Robespierre fait un La Fayette purement de fantaisie ; forte et dangereuse tête sur laquelle la cour « a de grands desseins ». Il se garde bien de voir que La Fayette est fini ; qu’à Paris, dans la bourgeoisie, dans la garde nationale, où les fayettistes étaient restés plus nombreux que partout en France, il n’a pu, aux élections, réunir que trois mille voix contre les sept mille de son adversaire.

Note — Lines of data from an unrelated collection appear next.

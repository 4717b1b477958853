use crate::runtime::Runtime;
use crate::storage::Storage;
use crate::wire::Wire;
use serde::de::DeserializeOwned;
use serde::Serialize;
use std::sync::Arc;

/// Create a wire whose value is mirrored to the storage backend.
///
/// Construction reads `{namespace}:{logical_key}` from the backend: a present,
/// valid JSON value initializes the wire; anything else (absent key, read
/// failure, text that does not parse as `T`) falls back to `default` without
/// writing it back — absence stays absence until an explicit `set`.
///
/// Every subsequent write behaves as an ordinary wire write and additionally
/// serializes the value through the backend. Persistence failures are logged
/// and never surfaced: the in-memory value and subscriber notification always
/// win.
///
/// # Examples
///
/// ```
/// use std::sync::Arc;
/// use wirestore::{create_persisted_wire, MemoryBackend, Runtime, Storage};
///
/// let rt = Runtime::new();
/// let storage = Storage::new(Arc::new(MemoryBackend::new()), "tracker");
///
/// let lanes = create_persisted_wire(&rt, &storage, "collapsedLanes", Vec::<String>::new());
/// lanes.set(vec!["lane-1".to_string()]);
///
/// // A fresh wire over the same backend sees the persisted value.
/// let restored = create_persisted_wire(&rt, &storage, "collapsedLanes", Vec::<String>::new());
/// assert_eq!(restored.get(), vec!["lane-1".to_string()]);
/// ```
pub fn create_persisted_wire<T>(
    runtime: &Arc<Runtime>,
    storage: &Storage,
    logical_key: &str,
    default: T,
) -> Wire<T>
where
    T: Clone + Serialize + DeserializeOwned + Send + Sync + 'static,
{
    let initial = match storage.read(logical_key) {
        Ok(Some(raw)) => match serde_json::from_str(&raw) {
            Ok(value) => value,
            Err(err) => {
                log::warn!("stored value for `{logical_key}` does not parse, using default: {err}");
                default
            }
        },
        Ok(None) => default,
        Err(err) => {
            log::warn!("storage read for `{logical_key}` failed, using default: {err}");
            default
        }
    };

    let storage = storage.clone();
    let key = logical_key.to_string();
    let hook = move |value: &T| match serde_json::to_string(value) {
        Ok(raw) => {
            if let Err(err) = storage.write(&key, &raw) {
                log::warn!("storage write for `{key}` failed, keeping in-memory value: {err}");
            }
        }
        Err(err) => {
            log::warn!("value for `{key}` does not serialize, skipping persistence: {err}");
        }
    };

    Wire::with_persist(runtime, initial, Box::new(hook))
}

Brissot lui répondit avec un vigoureux bon sens et comme eût répondu l’histoire : « Quoi ! La Fayette, un Cromwell ? Vous ne connaissez donc point ni votre siècle ni la France ? Cromwell avait du caractère, et La Fayette n’en a pas… En eût-il, la race des Brutus est-elle finie ? La nation serait-elle assez lâche pour laisser la vie à l’usurpateur ?… Cromwell lui-même, s’il revenait, que pourrait-il faire ici ? Il allait à la puissance par deux avenues terribles qui n’existent plus : l’ignorance et le fanatisme. »
Sans contester ce qu’il y eut de beau et de noble dans La Fayette, il suffit de regarder un moment le front fuyant, la tête mince de l’honnête général, cette face un peu moutonnière, pour sentir tout ce qu’il y avait de ridicule à placer dans ce personnage un Bonaparte ou un Cromwell.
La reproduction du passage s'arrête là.